Central in the way that these accidents are reported is that very little if any emotions or details are conveyed in the language used in relation to the condition of the farm animals. The focus is on facts, like the traffic problems, the weather, the driver’s condition, the material damage, telling how many pigs that were killed or perhaps harmed, if these numbers are known, and possibly mentioning if veterinarians were called to put down any injured animals.
In this article, we draw on media portrayals from three European countries, specifically Denmark, Ireland and the UK. By using search engines and terms like traffic, accidents, animal transport, overturning, pigs, livestock (In Danish and English), we selected media reports from 2017 to 2021, including reports from Irish, Scottish, English, and Danish media outlets.
Our aim has been to reflect on the ways that the status of the animals bred for food affects and is reinforced by the way traffic accidents involving these animals are reported in the media. In no means a comprehensive analysis, rather, our perspective draws attention to the social norms that govern and are reproduced by such media portrayals.
Trucks transporting animals are a common sight on European highways. Millions of animals are on the road all year round – on their way to the slaughterhouse, between farms or on the way to be exported. For example, Denmark alone exports about half of the 30 million pigs weaned every year to other EU countries (Dahl-Pedersen and Herskin, 2021).
Every year, some of these trucks are involved in accidents. Between 2018 and 2020, 17 trucks with pigs were reported in turn over accidents and two were involved in other sorts of accidents. The Danish Veterinary and Food Administration published the number of accidents with pigs during transport between 2018 and September 2020 to the Minister of Agriculture, because a member of the Danish parliament asked for them. No numbers of how many pigs killed or injured in these accidents were given at the same occasion. (Anonymous 1, 2022)
Other accidents involving farm animals are reported in the same neutral way, like at the end of 2021, when a truck with poultry overturned due to icy conditions on Danish roads (Lassen, 2021).
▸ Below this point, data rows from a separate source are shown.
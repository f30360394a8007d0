//! Cross-session play statistics
//!
//! Updated once per finished run and persisted as JSON.

use serde::{Deserialize, Serialize};

use crate::storage::{self, KeyValueStore, keys};

/// How a run ended
#[derive(Debug, Clone, Copy, PartialEq, Eq)]
pub enum GameResult {
    Win,
    Eliminated,
}

#[derive(Debug, Clone, PartialEq, Default, Serialize, Deserialize)]
#[serde(default, rename_all = "camelCase")]
pub struct Stats {
    pub total_games: u32,
    pub total_wins: u32,
    pub total_eliminations: u32,
    /// Fewest seconds taken to win
    pub best_time: Option<u32>,
    /// Running mean of distance reached per game
    pub average_distance: f64,
    /// Unix timestamp (ms) of the last finished game
    pub last_played: Option<f64>,
}

impl Stats {
    pub fn load(store: &dyn KeyValueStore) -> Self {
        let stats: Stats = storage::load_json(store, keys::STATS);
        log::info!("Stats loaded ({} games played)", stats.total_games);
        stats
    }

    pub fn save(&self, store: &dyn KeyValueStore) {
        storage::save_json(store, keys::STATS, self);
    }

    /// Fold one finished game into the totals and persist
    pub fn record_game(
        &mut self,
        result: GameResult,
        distance: f64,
        time_spent: u32,
        timestamp: f64,
        store: &dyn KeyValueStore,
    ) {
        self.total_games += 1;
        self.last_played = Some(timestamp);

        match result {
            GameResult::Win => {
                self.total_wins += 1;
                if self.best_time.is_none_or(|best| time_spent < best) {
                    self.best_time = Some(time_spent);
                }
            }
            GameResult::Eliminated => self.total_eliminations += 1,
        }

        let games = self.total_games as f64;
        self.average_distance = (self.average_distance * (games - 1.0) + distance) / games;

        self.save(store);
    }

    /// Percentage of games won (0 when nothing has been played)
    pub fn win_rate(&self) -> f64 {
        if self.total_games == 0 {
            return 0.0;
        }
        self.total_wins as f64 / self.total_games as f64 * 100.0
    }

    /// Clear all statistics and drop the stored record
    pub fn reset(&mut self, store: &dyn KeyValueStore) {
        *self = Self::default();
        store.remove(keys::STATS);
        log::info!("Stats reset");
    }
}
//! Web Audio cue synthesis
//!
//! Procedurally generated, no asset downloads.

use web_sys::{AudioContext, GainNode, OscillatorNode, OscillatorType};

use super::{AudioSink, SoundEffect};

/// Output level applied to every cue
const MASTER_VOLUME: f32 = 0.8;

/// Audio manager for the game
pub struct AudioManager {
    ctx: Option<AudioContext>,
}

impl Default for AudioManager {
    fn default() -> Self {
        Self::new()
    }
}

impl AudioManager {
    pub fn new() -> Self {
        // Fails outside a secure context
        let ctx = AudioContext::new().ok();
        if ctx.is_none() {
            log::warn!("Failed to create AudioContext - audio disabled");
        }
        Self { ctx }
    }

    fn osc(
        &self,
        ctx: &AudioContext,
        freq: f32,
        osc_type: OscillatorType,
    ) -> Option<(OscillatorNode, GainNode)> {
        let osc = ctx.create_oscillator().ok()?;
        let gain = ctx.create_gain().ok()?;

        osc.set_type(osc_type);
        osc.frequency().set_value(freq);
        osc.connect_with_audio_node(&gain).ok()?;
        gain.connect_with_audio_node(&ctx.destination()).ok()?;

        Some((osc, gain))
    }

    /// Single enveloped note starting `delay` seconds from now
    fn note(&self, ctx: &AudioContext, freq: f32, osc_type: OscillatorType, level: f32, delay: f64, len: f64) {
        let Some((osc, gain)) = self.osc(ctx, freq, osc_type) else {
            return;
        };
        let t = ctx.current_time() + delay;
        gain.gain().set_value_at_time(MASTER_VOLUME * level, t).ok();
        gain.gain()
            .exponential_ramp_to_value_at_time(0.01, t + len)
            .ok();
        osc.start_with_when(t).ok();
        osc.stop_with_when(t + len + 0.05).ok();
    }

    /// Footstep - short low tick
    fn play_move(&self, ctx: &AudioContext) {
        let Some((osc, gain)) = self.osc(ctx, 220.0, OscillatorType::Triangle) else {
            return;
        };
        let t = ctx.current_time();

        gain.gain().set_value_at_time(MASTER_VOLUME * 0.2, t).ok();
        gain.gain()
            .exponential_ramp_to_value_at_time(0.01, t + 0.06)
            .ok();
        osc.frequency()
            .exponential_ramp_to_value_at_time(110.0, t + 0.06)
            .ok();

        osc.start().ok();
        osc.stop_with_when(t + 0.08).ok();
    }

    /// Caught - harsh buzz falling away
    fn play_eliminate(&self, ctx: &AudioContext) {
        let Some((osc, gain)) = self.osc(ctx, 300.0, OscillatorType::Sawtooth) else {
            return;
        };
        let t = ctx.current_time();

        gain.gain().set_value_at_time(MASTER_VOLUME * 0.4, t).ok();
        gain.gain()
            .exponential_ramp_to_value_at_time(0.01, t + 0.6)
            .ok();
        osc.frequency()
            .exponential_ramp_to_value_at_time(40.0, t + 0.6)
            .ok();

        osc.start().ok();
        osc.stop_with_when(t + 0.7).ok();
    }

    /// Victory - rising arpeggio
    fn play_win(&self, ctx: &AudioContext) {
        for (i, freq) in [523.0, 659.0, 784.0, 1047.0].iter().enumerate() {
            self.note(ctx, *freq, OscillatorType::Triangle, 0.3, i as f64 * 0.1, 0.35);
        }
    }

    /// Go - two quick beeps
    fn play_start(&self, ctx: &AudioContext) {
        self.note(ctx, 660.0, OscillatorType::Square, 0.15, 0.0, 0.1);
        self.note(ctx, 880.0, OscillatorType::Square, 0.15, 0.15, 0.15);
    }
}

impl AudioSink for AudioManager {
    fn play(&mut self, effect: SoundEffect) {
        let Some(ctx) = &self.ctx else { return };

        // Browsers keep the context suspended until a user gesture
        if ctx.state() == web_sys::AudioContextState::Suspended {
            let _ = ctx.resume();
        }

        match effect {
            SoundEffect::Move => self.play_move(ctx),
            SoundEffect::Eliminate => self.play_eliminate(ctx),
            SoundEffect::Win => self.play_win(ctx),
            SoundEffect::Start => self.play_start(ctx),
        }
    }
}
Or in Ireland, when an overturned poultry truck led to the reduction of a dual carriageway to a single lane (Forde, 2017). Again, the focus is on weather problems or traffic disruption. However, the readers are also informed that the driver is okay - and that, in the Danish case, the load of 7000 chickens complicated the clean-up as it took time to separate the living from the dead. Whereas in Ireland, whilst there were hundreds of chickens in the truck, the numbers killed were not specified. Thus, whilst some media sources reported the number of animals killed, much greater emphasis appears to be placed on the emergency response and the disturbances to traffic.
A study from Spain and one from the United States and Canada have similarly used media reports to describe the causation and consequences of accidents involving animals in commercial trucks (Woods & Grandin, 2008; Miranda-de la Lama et al, 2011). The analysis from the Spanish study indicates that the characteristics of livestock vehicle accidents vary according to species. One of the main reasons of accidents appears to be driver fatigue, which is due to several factors such as intense workdays, poorly designed route plans, or high levels of pressure from the companies. The analysis of accidents in North America also showed that driver fatigue was the most likely explanation.
In this industrialized farm era, smaller farmed animals, like pigs and chickens, are typically described as homogenous flocks or an indiscriminate group, rarely as individuals (Wilkie, 2010; Cudworth, 2015) This of course affects their portrayal in news media. No doubt, accidents like these somehow affect police, drivers and passengers in passing cars, the veterinarians who are called, and the journalist who reports it, but the emotional toll or specific details about the affected farm animals appear to be less explored in media portrayals. To return to the pig truck crash in the UK, an eyewitness recounted the experience in a related article, ‘I couldn’t listen to their screams, I’ll never forget that awful sound, they were so distressed’ (Stafford, 2020b). However, this article was titled ‘A1 crash: Eyewitness tells of moment her husband pulled a man from truck transporting pigs’ (Stafford, 2020b) and detailed how the three humans injured were not in a life-threatening condition.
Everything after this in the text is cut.